Continueranno ad andare in burn-out, ad ammalarsi o morire di lavoro, perché anche la salute e sicurezza sono un lusso che non possono permettersi.
Questo sistema come facciamo a combatterlo e scardinarlo da soli?
Come possiamo passare da una contrattazione il più delle volte difensiva, fatta con armi spuntate, alla costruzione di una nuova generazione di lavoratrici e lavoratori davvero consapevoli? Persone in grado di mobilitarsi per rivendicare qualcosa di meglio del peggio a cui si stanno rassegnando.
Combattiamo tutti i giorni un mondo del lavoro costruito sull’individualismo, l’egoismo e la competizione. Parole come comunità, solidarietà e altruismo stanno diventando anacronistiche.
Ma quando si parlava di confederazione non si parlava forse di questo, di comunità? Come CGIL non siamo una comunità di persone unita dagli stessi valori? Non ci riconosciamo tutti nel nostro quadrato rosso?

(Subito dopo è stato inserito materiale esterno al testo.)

use chrono::{DateTime, Utc};
use serde::{Deserialize, Serialize};
use std::fmt;
use std::str::FromStr;

use crate::Error;

/// Compliance standing of a feature
#[derive(Debug, Clone, Copy, PartialEq, Eq, Hash, Default, Serialize, Deserialize)]
#[serde(rename_all = "lowercase")]
pub enum FeatureStatus {
    #[default]
    Pending,
    Pass,
    Warning,
    Critical,
}

impl FeatureStatus {
    pub const ALL: [FeatureStatus; 4] = [
        FeatureStatus::Pending,
        FeatureStatus::Pass,
        FeatureStatus::Warning,
        FeatureStatus::Critical,
    ];

    pub fn as_str(&self) -> &'static str {
        match self {
            FeatureStatus::Pending => "pending",
            FeatureStatus::Pass => "pass",
            FeatureStatus::Warning => "warning",
            FeatureStatus::Critical => "critical",
        }
    }
}

impl fmt::Display for FeatureStatus {
    fn fmt(&self, f: &mut fmt::Formatter<'_>) -> fmt::Result {
        f.write_str(self.as_str())
    }
}

impl FromStr for FeatureStatus {
    type Err = Error;

    fn from_str(s: &str) -> Result<Self, Self::Err> {
        FeatureStatus::ALL
            .into_iter()
            .find(|status| status.as_str() == s)
            .ok_or_else(|| Error::InvalidInput(format!("Unknown feature status: {}", s)))
    }
}

/// A product capability tracked for regulatory compliance
#[derive(Debug, Clone, PartialEq, Serialize, Deserialize)]
pub struct Feature {
    pub id: String,
    pub name: String,
    pub description: String,
    pub status: FeatureStatus,
    #[serde(default)]
    pub tags: Vec<String>,
    pub created_at: DateTime<Utc>,
    pub updated_at: Option<DateTime<Utc>>,
}

impl Feature {
    /// True when the feature carries at least one of `tags`
    pub fn shares_tag_with(&self, tags: &[String]) -> bool {
        self.tags.iter().any(|tag| tags.contains(tag))
    }
}

#[derive(Debug, Clone, Serialize, Deserialize)]
pub struct FeatureCreateRequest {
    pub name: String,
    pub description: String,
}

/// Partial update; absent fields are left untouched
#[derive(Debug, Clone, Default, Serialize, Deserialize)]
pub struct FeatureUpdateRequest {
    #[serde(default)]
    pub name: Option<String>,
    #[serde(default)]
    pub description: Option<String>,
    #[serde(default)]
    pub status: Option<FeatureStatus>,
}

impl FeatureUpdateRequest {
    pub fn is_empty(&self) -> bool {
        self.name.is_none() && self.description.is_none() && self.status.is_none()
    }
}
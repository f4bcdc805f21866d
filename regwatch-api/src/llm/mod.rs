//! LLM client abstraction
//!
//! Agents talk to the model through [`LlmClient`], which returns the JSON
//! object the model produced for a declared schema. The client is built once
//! at startup and injected as `Arc<dyn LlmClient>`.

mod anthropic;

pub use anthropic::{AnthropicClient, AnthropicConfig};

use async_trait::async_trait;
use serde::Serialize;
use thiserror::Error;

/// LLM client errors
#[derive(Debug, Error)]
pub enum LlmError {
    #[error("Network error: {0}")]
    Network(String),

    #[error("Authentication rejected by LLM provider")]
    Authentication,

    #[error("Rate limit exceeded")]
    RateLimited,

    #[error("API error {0}: {1}")]
    Api(u16, String),

    #[error("Parse error: {0}")]
    Parse(String),

    #[error("Model returned no structured output for {0}")]
    MissingStructuredOutput(String),

    #[error("Configuration error: {0}")]
    Config(String),
}

impl From<reqwest::Error> for LlmError {
    fn from(err: reqwest::Error) -> Self {
        if err.is_decode() {
            LlmError::Parse(err.to_string())
        } else {
            LlmError::Network(err.to_string())
        }
    }
}

/// One structured-output call
///
/// The model is forced to answer by "calling" a single tool whose input
/// schema is `schema`; the tool input is the result.
#[derive(Debug, Clone, Serialize)]
pub struct StructuredRequest {
    pub system: String,
    pub messages: Vec<String>,
    pub output_name: String,
    pub output_description: String,
    pub schema: serde_json::Value,
}

#[async_trait]
pub trait LlmClient: Send + Sync {
    /// Run one request and return the JSON object matching its schema
    async fn structured(&self, request: StructuredRequest) -> Result<serde_json::Value, LlmError>;

    /// Model identifier, for logging
    fn model(&self) -> &str;
}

Non dovremmo quindi essere noi per primi solidali dentro quel quadrato? L’azione della nostra intera organizzazione non dovrebbe prima di tutto essere mossa dall’altruismo e dalla condivisione di valori?
I problemi di uno non dovrebbero essere i problemi di tutti?
E’ lo spirito con cui spero siamo scesi tutte e tutti in piazza il 7 ottobre: come comunità di persone, solidale e altruista. Condividendo le stesse lotte e gli stessi valori.
Poi ci saranno le nostre piazze e le nostre lotte per i rinnovi dei quindici contratti in ostaggio delle associazioni datoriali. Sarebbe bello, sarebbe giusto, sarebbe solidale e altruista che quelle piazze e quelle lotte fossero le lotte e le piazza della CGIL intera.
Vista la situazione di ricatto a cui siamo sottoposti dalle associazioni datoriali, i nostri tavoli di contrattazione devono essere i tavoli della CGIL intera! A quei tavoli deve pesare la presenza e la forza di un’intera comunità, non solo della FILCAMS-CGIL.
Perché altrimenti, come categoria, continueremo a fare ciò che possiamo con i mezzi che abbiamo. Faremo del nostro meglio e quel meglio non sarà più abbastanza. Perché in un mondo del lavoro come questo nessuno si salva da solo.
E da umile delegato di questa grande organizzazione mi continuo a chiedere se noi siamo la FILCAMS o la FILCAMS -CGIL.